■ Work required
Copy out each line of the data holding "format".

----

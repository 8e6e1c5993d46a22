//! Noise-suppression engines behind a narrow create/process/destroy seam.
//!
//! - [`NativeRnnoise`]: `librnnoise.so` located at runtime on a search path
//! - [`BuiltinRnnoise`]: the pure-Rust port of RNNoise
//!
//! Engine buffers are in the PCM16 numeric range, one channel per state.
//! Destroying a state is dropping it.

use std::ffi::c_void;
use std::path::Path;
use std::sync::Arc;

use anyhow::{Context, Result};
use libloading::Library;

/// RNNoise processes 10ms frames at 48kHz.
pub const RNNOISE_FRAME_SIZE: usize = 480;

/// A noise-suppression engine able to create per-channel states.
pub trait SuppressionEngine: Send + Sync {
    fn name(&self) -> &str;

    /// Samples per channel the engine consumes on each call.
    fn frame_len(&self) -> usize;

    fn create_state(&self) -> Result<Box<dyn ChannelState>>;
}

/// Per-channel engine state. Carries noise estimates across calls.
pub trait ChannelState: Send {
    /// `input` and `output` are both `frame_len()` long. Returns the
    /// engine's voice-activity confidence.
    fn process(&mut self, output: &mut [f32], input: &[f32]) -> Result<f32>;
}

// ======================== Native librnnoise ========================

/// Opaque type for DenoiseState
#[repr(C)]
pub struct DenoiseState {
    _private: [u8; 0],
}

type CreateFn = unsafe extern "C" fn(model: *mut c_void) -> *mut DenoiseState;
type DestroyFn = unsafe extern "C" fn(st: *mut DenoiseState);
type ProcessFrameFn =
    unsafe extern "C" fn(st: *mut DenoiseState, out: *mut f32, input: *const f32) -> f32;

struct RnnoiseApi {
    create: CreateFn,
    destroy: DestroyFn,
    process_frame: ProcessFrameFn,
    // Keeps the function pointers above valid.
    _lib: Library,
}

/// RNNoise loaded from a shared library found at runtime.
pub struct NativeRnnoise {
    api: Arc<RnnoiseApi>,
    path: String,
}

impl NativeRnnoise {
    /// Load the first existing library among `search_paths`.
    pub fn locate(search_paths: &[String]) -> Result<Self> {
        let path = search_paths
            .iter()
            .find(|p| Path::new(p).exists())
            .with_context(|| format!("librnnoise not found in {:?}", search_paths))?;
        Self::load(path)
    }

    pub fn load(path: &str) -> Result<Self> {
        let api = unsafe {
            let lib = Library::new(path)
                .with_context(|| format!("Failed to load RNNoise library '{}'", path))?;
            let create = *lib
                .get::<CreateFn>(b"rnnoise_create\0")
                .context("Missing symbol rnnoise_create")?;
            let destroy = *lib
                .get::<DestroyFn>(b"rnnoise_destroy\0")
                .context("Missing symbol rnnoise_destroy")?;
            let process_frame = *lib
                .get::<ProcessFrameFn>(b"rnnoise_process_frame\0")
                .context("Missing symbol rnnoise_process_frame")?;
            RnnoiseApi {
                create,
                destroy,
                process_frame,
                _lib: lib,
            }
        };
        log::info!("Loaded RNNoise from {}", path);
        Ok(Self {
            api: Arc::new(api),
            path: path.to_string(),
        })
    }

    pub fn path(&self) -> &str {
        &self.path
    }
}

impl SuppressionEngine for NativeRnnoise {
    fn name(&self) -> &str {
        "rnnoise"
    }

    fn frame_len(&self) -> usize {
        RNNOISE_FRAME_SIZE
    }

    fn create_state(&self) -> Result<Box<dyn ChannelState>> {
        // NULL model selects the built-in weights
        let state = unsafe { (self.api.create)(std::ptr::null_mut()) };
        if state.is_null() {
            anyhow::bail!("rnnoise_create returned NULL");
        }
        Ok(Box::new(NativeState {
            api: self.api.clone(),
            state,
        }))
    }
}

struct NativeState {
    api: Arc<RnnoiseApi>,
    state: *mut DenoiseState,
}

// DenoiseState is only used from the audio thread that owns it
unsafe impl Send for NativeState {}

impl ChannelState for NativeState {
    fn process(&mut self, output: &mut [f32], input: &[f32]) -> Result<f32> {
        if input.len() != RNNOISE_FRAME_SIZE || output.len() != RNNOISE_FRAME_SIZE {
            anyhow::bail!(
                "RNNoise needs {} samples, got in={} out={}",
                RNNOISE_FRAME_SIZE,
                input.len(),
                output.len()
            );
        }
        let vad = unsafe { (self.api.process_frame)(self.state, output.as_mut_ptr(), input.as_ptr()) };
        Ok(vad)
    }
}

impl Drop for NativeState {
    fn drop(&mut self) {
        unsafe {
            (self.api.destroy)(self.state);
        }
    }
}

// ======================== Built-in (pure Rust) ========================

/// RNNoise compiled into the binary; never missing.
pub struct BuiltinRnnoise;

impl SuppressionEngine for BuiltinRnnoise {
    fn name(&self) -> &str {
        "builtin"
    }

    fn frame_len(&self) -> usize {
        nnnoiseless::DenoiseState::FRAME_SIZE
    }

    fn create_state(&self) -> Result<Box<dyn ChannelState>> {
        Ok(Box::new(BuiltinState {
            state: nnnoiseless::DenoiseState::new(),
        }))
    }
}

struct BuiltinState {
    state: Box<nnnoiseless::DenoiseState<'static>>,
}

impl ChannelState for BuiltinState {
    fn process(&mut self, output: &mut [f32], input: &[f32]) -> Result<f32> {
        let frame = nnnoiseless::DenoiseState::FRAME_SIZE;
        if input.len() != frame || output.len() != frame {
            anyhow::bail!("builtin RNNoise needs {} samples", frame);
        }
        Ok(self.state.process_frame(output, input))
    }
}

// ======================== Engine selection ========================

/// Resolve the configured engine. `None` means pass-through: a missing
/// engine is logged, never fatal.
pub fn load_engine(kind: &str, search_paths: &[String]) -> Option<Arc<dyn SuppressionEngine>> {
    match kind.to_ascii_lowercase().as_str() {
        "rnnoise" | "native" => match NativeRnnoise::locate(search_paths) {
            Ok(engine) => {
                log::info!("Using native RNNoise engine ({})", engine.path());
                Some(Arc::new(engine))
            }
            Err(e) => {
                log::warn!("{:#}. Running in pass-through mode", e);
                log::info!("To build RNNoise: git clone https://github.com/xiph/rnnoise.git && ./autogen.sh && ./configure && make");
                None
            }
        },
        "builtin" => {
            log::info!("Using built-in RNNoise engine");
            Some(Arc::new(BuiltinRnnoise))
        }
        "none" | "off" => {
            log::info!("Noise suppression engine disabled by configuration");
            None
        }
        other => {
            log::warn!("Unknown suppression engine '{}', running in pass-through mode", other);
            None
        }
    }
}
use crate::audio::AudioPipeline;
use crate::battery::BatteryMonitor;
use crate::control::ControlPlane;
use crate::notify_bridge::{NotificationBridge, NotificationSink};
use crate::protocol::{Endpoint, Op, RemoteRequest};
use crate::remote_link::RemoteEvent;
use bytes::Bytes;
use std::sync::Arc;

/// Routes remote requests to the control plane, the notification bridge and
/// the battery monitor, and answers reads.
pub struct CoreController {
    control: Arc<ControlPlane>,
    bridge: Arc<NotificationBridge>,
    battery: Arc<BatteryMonitor>,
    pipeline: Arc<AudioPipeline>,
    replies: Arc<dyn NotificationSink>,
}

impl CoreController {
    pub fn new(
        control: Arc<ControlPlane>,
        bridge: Arc<NotificationBridge>,
        battery: Arc<BatteryMonitor>,
        pipeline: Arc<AudioPipeline>,
        replies: Arc<dyn NotificationSink>,
    ) -> Self {
        Self {
            control,
            bridge,
            battery,
            pipeline,
            replies,
        }
    }

    pub async fn handle_remote_event(&self, event: RemoteEvent) {
        match event {
            RemoteEvent::Request(req) => self.handle_request(req).await,
        }
    }

    async fn handle_request(&self, req: RemoteRequest) {
        log::debug!("Remote request: {:?}", req);
        match req.op {
            Op::Read => self.handle_read(req.endpoint).await,
            Op::Write => self.handle_write(req.endpoint, req.value.as_deref()).await,
            Op::Subscribe | Op::Unsubscribe => {
                self.handle_subscription(req.endpoint, req.op == Op::Subscribe)
            }
        }
    }

    async fn handle_read(&self, endpoint: Endpoint) {
        if !endpoint.readable() {
            log::warn!("Read not supported on {:?}", endpoint);
            return;
        }
        let payload = match endpoint {
            Endpoint::Volume => self.control.volume_payload(),
            Endpoint::Mode => self.control.mode_payload(),
            Endpoint::Battery => self.battery.payload(),
            Endpoint::Status => self.status_payload(),
            Endpoint::AudioStream => return,
        };
        log::info!("{:?} read: {:?}", endpoint, payload);
        if let Err(e) = self.replies.notify(endpoint, payload).await {
            log::warn!("Failed to answer {:?} read: {}", endpoint, e);
        }
    }

    async fn handle_write(&self, endpoint: Endpoint, value: Option<&str>) {
        if !endpoint.writable() {
            log::warn!("Write not supported on {:?}", endpoint);
            return;
        }
        let Some(value) = value else {
            log::warn!("Write to {:?} without a value", endpoint);
            return;
        };
        match endpoint {
            Endpoint::Mode => {
                log::info!("Mode change received: {}", value);
                // invalid names are logged by the mode controller
                let _ = self.control.apply_mode(value).await;
            }
            Endpoint::Volume => match ControlPlane::parse_volume(value.as_bytes()) {
                Some(percent) => {
                    self.control.apply_volume(percent).await;
                }
                None => log::warn!("Invalid volume payload: {:?}", value),
            },
            _ => {}
        }
    }

    fn handle_subscription(&self, endpoint: Endpoint, enable: bool) {
        if !endpoint.notifiable() {
            log::warn!("Notify not supported on {:?}", endpoint);
            return;
        }
        match (endpoint, enable) {
            (Endpoint::AudioStream, true) => {
                self.bridge.subscribe();
            }
            (Endpoint::AudioStream, false) => {
                self.bridge.unsubscribe();
            }
            (Endpoint::Battery, enable) => self.battery.set_notifying(enable),
            _ => {}
        }
    }

    pub fn status_payload(&self) -> Bytes {
        let status: &'static str = if !self.pipeline.is_running() {
            "TEARIS_STOPPED"
        } else if !self.pipeline.has_engine() {
            "TEARIS_PASSTHROUGH"
        } else {
            "TEARIS_READY"
        };
        Bytes::from_static(status.as_bytes())
    }
}

#[cfg(test)]
mod tests {
    use super::*;
    use crate::audio::{StreamParams, delivery_queue};
    use crate::control::tests::RecordingGain;
    use crate::mode::{Mode, ModeController};
    use crate::notify_bridge::tests::RecordingSink;
    use std::time::Duration;

    struct NoDevice;

    impl crate::audio::AudioBackend for NoDevice {
        fn open(&self, _params: &StreamParams) -> anyhow::Result<Box<dyn crate::audio::DuplexStream>> {
            anyhow::bail!("no device in tests")
        }
    }

    fn controller() -> (CoreController, Arc<ModeController>, Arc<RecordingSink>, Arc<NotificationBridge>) {
        let modes = Arc::new(ModeController::new());
        let control = Arc::new(ControlPlane::new(modes.clone(), Arc::new(RecordingGain::default())));
        let (tx, rx) = delivery_queue(5);
        let sink = Arc::new(RecordingSink::default());
        let bridge = Arc::new(NotificationBridge::new(rx, sink.clone(), Duration::from_millis(5)));
        let pipeline = Arc::new(AudioPipeline::new(
            Arc::new(NoDevice),
            StreamParams {
                capture_device: "none".into(),
                playback_device: "none".into(),
                sample_rate: 48000,
                channels: 2,
                frame_size: 480,
            },
            modes.handle(),
            None,
            tx,
        ));
        let battery = Arc::new(BatteryMonitor::new("/nonexistent/capacity"));
        let core = CoreController::new(control, bridge.clone(), battery, pipeline, sink.clone());
        (core, modes, sink, bridge)
    }

    fn request(json: &str) -> RemoteEvent {
        RemoteEvent::Request(serde_json::from_str(json).unwrap())
    }

    #[tokio::test]
    async fn mode_and_volume_writes_apply() {
        let (core, modes, _sink, _bridge) = controller();
        core.handle_remote_event(request(r#"{"op":"write","endpoint":"mode","value":"MODE_SCHOOL"}"#))
            .await;
        assert_eq!(modes.current().mode, Mode::School);

        core.handle_remote_event(request(r#"{"op":"write","endpoint":"volume","value":"120"}"#))
            .await;
        assert_eq!(modes.current().volume, 85);

        core.handle_remote_event(request(r#"{"op":"write","endpoint":"mode","value":"rave"}"#))
            .await;
        assert_eq!(modes.current().mode, Mode::School);
    }

    #[tokio::test]
    async fn reads_are_answered() {
        let (core, _modes, sink, _bridge) = controller();
        core.handle_remote_event(request(r#"{"op":"read","endpoint":"mode"}"#)).await;
        core.handle_remote_event(request(r#"{"op":"read","endpoint":"status"}"#)).await;
        core.handle_remote_event(request(r#"{"op":"read","endpoint":"audio_stream"}"#)).await;

        let sent = sink.sent.lock().unwrap();
        assert_eq!(sent.len(), 2);
        assert_eq!(sent[0], (Endpoint::Mode, Bytes::from_static(b"NORMAL")));
        assert_eq!(sent[1], (Endpoint::Status, Bytes::from_static(b"TEARIS_STOPPED")));
    }

    #[tokio::test]
    async fn audio_subscription_drives_bridge() {
        let (core, _modes, _sink, bridge) = controller();
        core.handle_remote_event(request(r#"{"op":"subscribe","endpoint":"audio_stream"}"#)).await;
        assert_eq!(bridge.subscribers(), 1);
        assert!(bridge.is_running());
        core.handle_remote_event(request(r#"{"op":"unsubscribe","endpoint":"audio_stream"}"#)).await;
        assert_eq!(bridge.subscribers(), 0);

        // status is read-only
        core.handle_remote_event(request(r#"{"op":"write","endpoint":"status","value":"x"}"#)).await;
    }
}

----

■ Result of the task
            .with_context(|| format!("librnnoise not found in {:?}", search_paths))?;
                .with_context(|| format!("Failed to load RNNoise library '{}'", path))?;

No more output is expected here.